## PROBLEM DETAILS
When the string "Failed" appears in a line of the records, show the whole line.

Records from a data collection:
□ □ □ □ □ □ □

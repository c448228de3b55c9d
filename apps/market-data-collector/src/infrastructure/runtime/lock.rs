//! Collector Lock
//!
//! Exclusive advisory lock on `<data_dir>/.mdc.lock`. The OS drops the
//! lock when the holder dies, so a stale file never blocks a new
//! collector. The holder writes `"<pid> <instance id>"` into the file and
//! removes it on release.

use std::fs::{self, File, OpenOptions, TryLockError};
use std::io::{self, Write};
use std::path::{Path, PathBuf};

use uuid::Uuid;

/// Attempts when the file is replaced between open and lock.
const MAX_OPEN_ATTEMPTS: usize = 3;

/// Lock file errors. Contention is not an error.
#[derive(Debug, thiserror::Error)]
pub enum LockError {
    /// Lock directory or file could not be prepared.
    #[error("Lock file '{path}': {source}")]
    Io {
        /// Lock path.
        path: PathBuf,
        /// Underlying error.
        source: io::Error,
    },
}

impl LockError {
    fn io(path: &Path, source: io::Error) -> Self {
        Self::Io {
            path: path.to_path_buf(),
            source,
        }
    }
}

/// A held collector lock. Released on drop.
#[derive(Debug)]
pub struct LockToken {
    file: Option<File>,
    path: PathBuf,
    instance_id: Uuid,
}

impl LockToken {
    /// Try to take the lock at `path` without blocking.
    ///
    /// Returns `Ok(None)` when another holder owns it.
    ///
    /// # Errors
    ///
    /// Returns `LockError` when the lock file cannot be created or written.
    pub fn try_acquire(path: &Path) -> Result<Option<Self>, LockError> {
        if let Some(parent) = path.parent().filter(|p| !p.as_os_str().is_empty()) {
            fs::create_dir_all(parent).map_err(|e| LockError::io(path, e))?;
        }

        for _ in 0..MAX_OPEN_ATTEMPTS {
            let file = OpenOptions::new()
                .read(true)
                .write(true)
                .create(true)
                .truncate(false)
                .open(path)
                .map_err(|e| LockError::io(path, e))?;

            match file.try_lock() {
                Ok(()) => {}
                Err(TryLockError::WouldBlock) => return Ok(None),
                Err(TryLockError::Error(e)) => return Err(LockError::io(path, e)),
            }

            // A releasing holder may have unlinked the file we opened.
            if !still_at_path(&file, path) {
                let _ = file.unlock();
                continue;
            }

            let instance_id = Uuid::new_v4();
            write_holder(&file, instance_id).map_err(|e| LockError::io(path, e))?;
            tracing::debug!(path = %path.display(), %instance_id, "Collector lock acquired");
            return Ok(Some(Self {
                file: Some(file),
                path: path.to_path_buf(),
                instance_id,
            }));
        }

        Ok(None)
    }

    /// Lock file path.
    #[must_use]
    pub fn path(&self) -> &Path {
        &self.path
    }

    /// Identifier written into the lock file.
    #[must_use]
    pub const fn instance_id(&self) -> Uuid {
        self.instance_id
    }

    /// Remove the lock file and drop the lock.
    pub fn release(mut self) {
        self.release_inner();
    }

    fn release_inner(&mut self) {
        let Some(file) = self.file.take() else {
            return;
        };
        // Unlink while still holding the lock so no waiter locks a doomed inode.
        match fs::remove_file(&self.path) {
            Err(e) if e.kind() != io::ErrorKind::NotFound => {
                tracing::warn!(path = %self.path.display(), error = %e, "Failed to remove lock file");
            }
            _ => {}
        }
        if let Err(e) = file.unlock() {
            tracing::warn!(path = %self.path.display(), error = %e, "Failed to unlock");
        }
        tracing::debug!(path = %self.path.display(), "Collector lock released");
    }
}

impl Drop for LockToken {
    fn drop(&mut self) {
        self.release_inner();
    }
}

/// Holder recorded in a lock file: `(pid, instance id)`.
#[must_use]
pub fn read_holder(path: &Path) -> Option<(u32, String)> {
    let content = fs::read_to_string(path).ok()?;
    let mut parts = content.split_whitespace();
    let pid = parts.next()?.parse().ok()?;
    let instance = parts.next()?.to_string();
    Some((pid, instance))
}

fn write_holder(mut file: &File, instance_id: Uuid) -> io::Result<()> {
    file.set_len(0)?;
    writeln!(file, "{} {}", std::process::id(), instance_id)?;
    file.sync_all()
}

#[cfg(unix)]
fn still_at_path(file: &File, path: &Path) -> bool {
    use std::os::unix::fs::MetadataExt;

    match (file.metadata(), fs::metadata(path)) {
        (Ok(held), Ok(current)) => held.dev() == current.dev() && held.ino() == current.ino(),
        _ => false,
    }
}

#[cfg(not(unix))]
fn still_at_path(_file: &File, path: &Path) -> bool {
    path.exists()
}
//! Worker Context
//!
//! Where ingestion tasks run. Inside a multi-threaded tokio runtime the
//! caller's runtime is borrowed; anywhere else the collector starts its
//! own runtime on a dedicated thread. Synchronous callers hand futures
//! over with [`WorkerContext::submit`] and wait on a result channel with a
//! deadline.

use std::future::Future;
use std::sync::mpsc::{self, RecvTimeoutError};
use std::thread::JoinHandle;
use std::time::Duration;

use tokio::runtime::{Builder, Handle, RuntimeFlavor};
use tokio::sync::oneshot;

/// Name of the thread driving an owned runtime.
const RUNTIME_THREAD: &str = "mdc-runtime";
/// Name of the owned runtime's worker threads.
const WORKER_THREAD: &str = "mdc-worker";

/// Worker bridge errors.
#[derive(Debug, thiserror::Error)]
pub enum WorkerError {
    /// The job did not finish in time.
    #[error("Worker job timed out after {0:?}")]
    Timeout(Duration),

    /// The runtime shut down before the job finished.
    #[error("Worker runtime is gone")]
    Gone,

    /// The runtime thread could not be started.
    #[error("Failed to start worker runtime: {0}")]
    Spawn(#[source] std::io::Error),
}

struct OwnedRuntime {
    shutdown: Option<oneshot::Sender<()>>,
    thread: Option<JoinHandle<()>>,
}

/// Handle to the runtime ingestion runs on.
pub struct WorkerContext {
    handle: Handle,
    owned: Option<OwnedRuntime>,
}

impl WorkerContext {
    /// Borrow the caller's multi-threaded runtime, or start an owned one.
    ///
    /// # Errors
    ///
    /// Returns `WorkerError::Spawn` when an owned runtime cannot start.
    pub fn ensure(worker_threads: usize, shutdown_timeout: Duration) -> Result<Self, WorkerError> {
        match Handle::try_current() {
            Ok(handle) if handle.runtime_flavor() == RuntimeFlavor::MultiThread => {
                tracing::debug!("Borrowing caller runtime");
                Ok(Self {
                    handle,
                    owned: None,
                })
            }
            _ => Self::spawn_owned(worker_threads, shutdown_timeout),
        }
    }

    /// Start a dedicated runtime thread.
    ///
    /// # Errors
    ///
    /// Returns `WorkerError::Spawn` when the thread or runtime cannot be
    /// created.
    pub fn spawn_owned(worker_threads: usize, shutdown_timeout: Duration) -> Result<Self, WorkerError> {
        let (handle_tx, handle_rx) = mpsc::sync_channel(1);
        let (shutdown_tx, shutdown_rx) = oneshot::channel::<()>();

        let thread = std::thread::Builder::new()
            .name(RUNTIME_THREAD.to_string())
            .spawn(move || {
                let runtime = match Builder::new_multi_thread()
                    .worker_threads(worker_threads.max(1))
                    .thread_name(WORKER_THREAD)
                    .enable_all()
                    .build()
                {
                    Ok(runtime) => runtime,
                    Err(e) => {
                        let _ = handle_tx.send(Err(e));
                        return;
                    }
                };
                let _ = handle_tx.send(Ok(runtime.handle().clone()));
                runtime.block_on(async {
                    let _ = shutdown_rx.await;
                });
                runtime.shutdown_timeout(shutdown_timeout);
                tracing::debug!("Owned runtime stopped");
            })
            .map_err(WorkerError::Spawn)?;

        let handle = match handle_rx.recv() {
            Ok(Ok(handle)) => handle,
            Ok(Err(e)) => {
                let _ = thread.join();
                return Err(WorkerError::Spawn(e));
            }
            Err(_) => return Err(WorkerError::Gone),
        };

        tracing::debug!(worker_threads, "Owned runtime started");
        Ok(Self {
            handle,
            owned: Some(OwnedRuntime {
                shutdown: Some(shutdown_tx),
                thread: Some(thread),
            }),
        })
    }

    /// Runtime handle.
    #[must_use]
    pub const fn handle(&self) -> &Handle {
        &self.handle
    }

    /// Whether the runtime belongs to the collector.
    #[must_use]
    pub const fn is_owned(&self) -> bool {
        self.owned.is_some()
    }

    /// Run `future` on the worker and block until it completes or
    /// `timeout` elapses. A timed-out job is aborted.
    ///
    /// # Errors
    ///
    /// Returns `Timeout` on deadline and `Gone` when the runtime is shut
    /// down.
    pub fn submit<F, T>(&self, future: F, timeout: Duration) -> Result<T, WorkerError>
    where
        F: Future<Output = T> + Send + 'static,
        T: Send + 'static,
    {
        let (tx, rx) = mpsc::sync_channel(1);
        let job = self.handle.spawn(async move {
            let _ = tx.send(future.await);
        });

        let wait = || rx.recv_timeout(timeout);
        let result = if on_multi_thread_runtime() {
            tokio::task::block_in_place(wait)
        } else {
            wait()
        };

        match result {
            Ok(value) => Ok(value),
            Err(RecvTimeoutError::Timeout) => {
                job.abort();
                Err(WorkerError::Timeout(timeout))
            }
            Err(RecvTimeoutError::Disconnected) => Err(WorkerError::Gone),
        }
    }

    /// Stop an owned runtime and wait for its thread. A borrowed runtime
    /// is left alone.
    pub fn halt(mut self) {
        let Some(mut owned) = self.owned.take() else {
            return;
        };
        if let Some(shutdown) = owned.shutdown.take() {
            let _ = shutdown.send(());
        }
        let Some(thread) = owned.thread.take() else {
            return;
        };
        // Joining from one of our own workers would deadlock.
        if std::thread::current().name() == Some(WORKER_THREAD) {
            tracing::debug!("Halt requested from a worker thread, detaching");
            return;
        }
        if thread.join().is_err() {
            tracing::error!("Owned runtime thread panicked");
        }
    }
}

impl Drop for WorkerContext {
    fn drop(&mut self) {
        if let Some(shutdown) = self.owned.as_mut().and_then(|o| o.shutdown.take()) {
            let _ = shutdown.send(());
        }
    }
}

impl std::fmt::Debug for WorkerContext {
    fn fmt(&self, f: &mut std::fmt::Formatter<'_>) -> std::fmt::Result {
        f.debug_struct("WorkerContext")
            .field("owned", &self.is_owned())
            .finish_non_exhaustive()
    }
}

fn on_multi_thread_runtime() -> bool {
    Handle::try_current().is_ok_and(|h| h.runtime_flavor() == RuntimeFlavor::MultiThread)
}

#[cfg(test)]
mod tests {
    use super::*;

    #[test]
    fn owned_runtime_outside_tokio() {
        let worker = WorkerContext::ensure(1, Duration::from_secs(1)).unwrap();
        assert!(worker.is_owned());

        let value = worker.submit(async { 40 + 2 }, Duration::from_secs(1)).unwrap();
        assert_eq!(value, 42);
        worker.halt();
    }

    #[test]
    fn submit_times_out() {
        let worker = WorkerContext::spawn_owned(1, Duration::from_millis(100)).unwrap();
        let result = worker.submit(
            async { tokio::time::sleep(Duration::from_secs(5)).await },
            Duration::from_millis(50),
        );
        assert!(matches!(result, Err(WorkerError::Timeout(_))));
        worker.halt();
    }

    #[tokio::test(flavor = "multi_thread", worker_threads = 2)]
    async fn borrows_multi_thread_runtime() {
        let worker = WorkerContext::ensure(1, Duration::from_secs(1)).unwrap();
        assert!(!worker.is_owned());

        let value = worker.submit(async { "ok" }, Duration::from_secs(1)).unwrap();
        assert_eq!(value, "ok");
    }

    #[tokio::test]
    async fn current_thread_runtime_gets_owned_worker() {
        let worker = WorkerContext::ensure(1, Duration::from_secs(1)).unwrap();
        assert!(worker.is_owned());
        let value = worker.submit(async { 7 }, Duration::from_secs(1)).unwrap();
        assert_eq!(value, 7);
        worker.halt();
    }

    #[test]
    fn halted_runtime_rejects_work() {
        let worker = WorkerContext::spawn_owned(1, Duration::from_millis(100)).unwrap();
        let handle = worker.handle().clone();
        worker.halt();
        let (tx, rx) = mpsc::sync_channel::<u8>(1);
        let _ = handle.spawn(async move {
            let _ = tx.send(1);
        });
        assert!(rx.recv_timeout(Duration::from_millis(200)).is_err());
    }
}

□ □ □ □ □ □ □

## TASK SOLUTION
                tracing::warn!(path = %self.path.display(), error = %e, "Failed to remove lock file");
            tracing::warn!(path = %self.path.display(), error = %e, "Failed to unlock");
    #[error("Failed to start worker runtime: {0}")]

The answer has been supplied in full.